• _Entries supplied_

impl Rebalancer {
    pub fn new(
        pool: SqlitePool,
        vaults: VaultReader,
        wallet: Option<Arc<dyn Wallet>>,
        config: RebalanceConfig,
    ) -> Self {
        Self {
            pool,
            vaults,
            wallet,
            config,
            in_progress: Arc::new(RwLock::new(HashSet::new())),
            claim_holder: format!(
                "{}:{}",
                std::process::id(),
                NEXT_CLAIM_HOLDER.fetch_add(1, Ordering::Relaxed)
            )
            .into(),
        }
    }

    /// Evaluates `vault` without claiming the in-progress slot or sending
    /// anything.
    pub async fn preview(&self, vault: Address) -> Result<RebalanceOutcome, RebalanceError> {
        Ok(match self.evaluate(vault).await? {
            Evaluation::Skip(outcome) => outcome,
            Evaluation::Ready { mut outcome, .. } => {
                outcome.reason = RebalanceReason::ReadyToExecute;
                outcome
            }
        })
    }

    /// Evaluates `vault` and sends the rebalance when every gate passes.
    ///
    /// Returns `AlreadyInProgress` without reading anything when another
    /// call for the same vault is still running, here or in another process.
    /// Both claims are released on every exit path.
    #[tracing::instrument(skip(self), fields(%vault), level = tracing::Level::INFO)]
    pub async fn execute(&self, vault: Address) -> Result<RebalanceOutcome, RebalanceError> {
        let Some(_claim) = InProgressGuard::try_claim(vault, Arc::clone(&self.in_progress)) else {
            info!(%vault, "Rebalance already in progress, skipping");
            return Ok(RebalanceOutcome::skipped(
                vault,
                RebalanceReason::AlreadyInProgress,
            ));
        };

        let claimed =
            claims::try_claim(&self.pool, &vault, &self.claim_holder, Utc::now(), CLAIM_TTL)
                .await?;
        if !claimed {
            info!(%vault, "Rebalance claimed by another process, skipping");
            return Ok(RebalanceOutcome::skipped(
                vault,
                RebalanceReason::AlreadyInProgress,
            ));
        }

        let result = self.evaluate_and_send(vault).await;

        if let Err(e) = claims::release(&self.pool, &vault, &self.claim_holder).await {
            warn!(%vault, "Failed to release rebalance claim, it expires in {CLAIM_TTL:?}: {e}");
        }

        result
    }

    async fn evaluate_and_send(&self, vault: Address) -> Result<RebalanceOutcome, RebalanceError> {
        let (mut outcome, strategies, allocations) = match self.evaluate(vault).await? {
            Evaluation::Skip(outcome) => {
                debug!(%vault, reason = ?outcome.reason, "No rebalance executed");
                return Ok(outcome);
            }
            Evaluation::Ready {
                outcome,
                strategies,
                allocations,
            } => (outcome, strategies, allocations),
        };

        let Some(wallet) = &self.wallet else {
            outcome.reason = RebalanceReason::NoSigner;
            return Ok(outcome);
        };

        info!(
            %vault,
            decision_id = ?outcome.decision_id,
            ?strategies,
            ?allocations,
            "Submitting rebalance"
        );

        let tx_hash = wallet
            .send(
                vault,
                rebalance_calldata(strategies, &allocations),
                self.config.gas_limit,
                "rebalance vault",
            )
            .await?;

        info!(%vault, %tx_hash, "Rebalance executed");

        outcome.reason = RebalanceReason::Executed;
        outcome.executed = true;
        outcome.tx_hash = Some(tx_hash);
        Ok(outcome)
    }

    async fn evaluate(&self, vault: Address) -> Result<Evaluation, RebalanceError> {
        let Some(decision) = decisions::latest(&self.pool, &vault).await? else {
            return Ok(Evaluation::Skip(RebalanceOutcome::skipped(
                vault,
                RebalanceReason::NoRecommendation,
            )));
        };

        if self.is_stale(&decision) {
            warn!(
                %vault,
                decision_id = decision.id,
                created_at = %decision.created_at,
                "Latest recommendation is stale"
            );
            let mut outcome =
                RebalanceOutcome::skipped(vault, RebalanceReason::StaleRecommendation);
            outcome.decision_id = Some(decision.id);
            outcome.confidence = Some(decision.confidence);
            return Ok(Evaluation::Skip(outcome));
        }

        let strategies = self.vaults.strategies(vault).await?;
        let current: BTreeMap<Address, u64> = self
            .vaults
            .allocations(vault, &strategies)
            .await?
            .into_iter()
            .collect();

        for strategy in decision.allocations.keys() {
            if !strategies.contains(strategy) {
                warn!(%vault, %strategy, "Recommended strategy is not on the vault, dropping");
            }
        }

        let allocations: Vec<u64> = strategies
            .iter()
            .map(|strategy| decision.allocations.get(strategy).copied().unwrap_or(0))
            .collect();
        let target: BTreeMap<Address, u64> = strategies
            .iter()
            .copied()
            .zip(allocations.iter().copied())
            .collect();

        let outcome = RebalanceOutcome {
            vault,
            reason: RebalanceReason::NoRebalanceNeeded,
            executed: false,
            tx_hash: None,
            decision_id: Some(decision.id),
            confidence: Some(decision.confidence),
            current,
            target,
        };

        if !needs_rebalance(&outcome.current, &outcome.target, self.config.threshold_bp) {
            return Ok(Evaluation::Skip(outcome));
        }

        if decision.confidence <= self.config.min_confidence {
            info!(
                %vault,
                confidence = decision.confidence,
                min_confidence = self.config.min_confidence,
                "Recommendation confidence too low to execute"
            );
            return Ok(Evaluation::Skip(RebalanceOutcome {
                reason: RebalanceReason::InsufficientConfidence,
                ..outcome
            }));
        }

        if self.wallet.is_none() {
            return Ok(Evaluation::Skip(RebalanceOutcome {
                reason: RebalanceReason::NoSigner,
                ..outcome
            }));
        }

        Ok(Evaluation::Ready {
            outcome,
            strategies,
            allocations,
        })
    }

    fn is_stale(&self, decision: &AgentDecision) -> bool {
        Utc::now()
            .signed_duration_since(decision.created_at)
            .to_std()
            .is_ok_and(|age| age > self.config.max_decision_age)
    }
}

• _Prompt_
Please type the entries above out again exactly.

• _Solution to this problem_
impl Rebalancer {
    pub fn new(
        pool: SqlitePool,
        vaults: VaultReader,
        wallet: Option<Arc<dyn Wallet>>,
        config: RebalanceConfig,
    ) -> Self {
        Self {
            pool,
            vaults,
            wallet,
            config,
            in_progress: Arc::new(RwLock::new(HashSet::new())),
            claim_holder: format!(
                "{}:{}",
                std::process::id(),
                NEXT_CLAIM_HOLDER.fetch_add(1, Ordering::Relaxed)
            )
            .into(),
        }
    }

    /// Evaluates `vault` without claiming the in-progress slot or sending
    /// anything.
    pub async fn preview(&self, vault: Address) -> Result<RebalanceOutcome, RebalanceError> {
        Ok(match self.evaluate(vault).await? {
            Evaluation::Skip(outcome) => outcome,
            Evaluation::Ready { mut outcome, .. } => {
                outcome.reason = RebalanceReason::ReadyToExecute;
                outcome
            }
        })
    }

    /// Evaluates `vault` and sends the rebalance when every gate passes.
    ///
    /// Returns `AlreadyInProgress` without reading anything when another
    /// call for the same vault is still running, here or in another process.
    /// Both claims are released on every exit path.
    #[tracing::instrument(skip(self), fields(%vault), level = tracing::Level::INFO)]
    pub async fn execute(&self, vault: Address) -> Result<RebalanceOutcome, RebalanceError> {
        let Some(_claim) = InProgressGuard::try_claim(vault, Arc::clone(&self.in_progress)) else {
            info!(%vault, "Rebalance already in progress, skipping");
            return Ok(RebalanceOutcome::skipped(
                vault,
                RebalanceReason::AlreadyInProgress,
            ));
        };

        let claimed =
            claims::try_claim(&self.pool, &vault, &self.claim_holder, Utc::now(), CLAIM_TTL)
                .await?;
        if !claimed {
            info!(%vault, "Rebalance claimed by another process, skipping");
            return Ok(RebalanceOutcome::skipped(
                vault,
                RebalanceReason::AlreadyInProgress,
            ));
        }

        let result = self.evaluate_and_send(vault).await;

        if let Err(e) = claims::release(&self.pool, &vault, &self.claim_holder).await {
            warn!(%vault, "Failed to release rebalance claim, it expires in {CLAIM_TTL:?}: {e}");
        }

        result
    }

    async fn evaluate_and_send(&self, vault: Address) -> Result<RebalanceOutcome, RebalanceError> {
        let (mut outcome, strategies, allocations) = match self.evaluate(vault).await? {
            Evaluation::Skip(outcome) => {
                debug!(%vault, reason = ?outcome.reason, "No rebalance executed");
                return Ok(outcome);
            }
            Evaluation::Ready {
                outcome,
                strategies,
                allocations,
            } => (outcome, strategies, allocations),
        };

        let Some(wallet) = &self.wallet else {
            outcome.reason = RebalanceReason::NoSigner;
            return Ok(outcome);
        };

        info!(
            %vault,
            decision_id = ?outcome.decision_id,
            ?strategies,
            ?allocations,
            "Submitting rebalance"
        );

        let tx_hash = wallet
            .send(
                vault,
                rebalance_calldata(strategies, &allocations),
                self.config.gas_limit,
                "rebalance vault",
            )
            .await?;

        info!(%vault, %tx_hash, "Rebalance executed");

        outcome.reason = RebalanceReason::Executed;
        outcome.executed = true;
        outcome.tx_hash = Some(tx_hash);
        Ok(outcome)
    }

    async fn evaluate(&self, vault: Address) -> Result<Evaluation, RebalanceError> {
        let Some(decision) = decisions::latest(&self.pool, &vault).await? else {
            return Ok(Evaluation::Skip(RebalanceOutcome::skipped(
                vault,
                RebalanceReason::NoRecommendation,
            )));
        };

        if self.is_stale(&decision) {
            warn!(
                %vault,
                decision_id = decision.id,
                created_at = %decision.created_at,
                "Latest recommendation is stale"
            );
            let mut outcome =
                RebalanceOutcome::skipped(vault, RebalanceReason::StaleRecommendation);
            outcome.decision_id = Some(decision.id);
            outcome.confidence = Some(decision.confidence);
            return Ok(Evaluation::Skip(outcome));
        }

        let strategies = self.vaults.strategies(vault).await?;
        let current: BTreeMap<Address, u64> = self
            .vaults
            .allocations(vault, &strategies)
            .await?
            .into_iter()
            .collect();

        for strategy in decision.allocations.keys() {
            if !strategies.contains(strategy) {
                warn!(%vault, %strategy, "Recommended strategy is not on the vault, dropping");
            }
        }

        let allocations: Vec<u64> = strategies
            .iter()
            .map(|strategy| decision.allocations.get(strategy).copied().unwrap_or(0))
            .collect();
        let target: BTreeMap<Address, u64> = strategies
            .iter()
            .copied()
            .zip(allocations.iter().copied())
            .collect();

        let outcome = RebalanceOutcome {
            vault,
            reason: RebalanceReason::NoRebalanceNeeded,
            executed: false,
            tx_hash: None,
            decision_id: Some(decision.id),
            confidence: Some(decision.confidence),
            current,
            target,
        };

        if !needs_rebalance(&outcome.current, &outcome.target, self.config.threshold_bp) {
            return Ok(Evaluation::Skip(outcome));
        }

        if decision.confidence <= self.config.min_confidence {
            info!(
                %vault,
                confidence = decision.confidence,
                min_confidence = self.config.min_confidence,
                "Recommendation confidence too low to execute"
            );
            return Ok(Evaluation::Skip(RebalanceOutcome {
                reason: RebalanceReason::InsufficientConfidence,
                ..outcome
            }));
        }

        if self.wallet.is_none() {
            return Ok(Evaluation::Skip(RebalanceOutcome {
                reason: RebalanceReason::NoSigner,
                ..outcome
            }));
        }

        Ok(Evaluation::Ready {
            outcome,
            strategies,
            allocations,
        })
    }

    fn is_stale(&self, decision: &AgentDecision) -> bool {
        Utc::now()
            .signed_duration_since(decision.created_at)
            .to_std()
            .is_ok_and(|age| age > self.config.max_decision_age)
    }
}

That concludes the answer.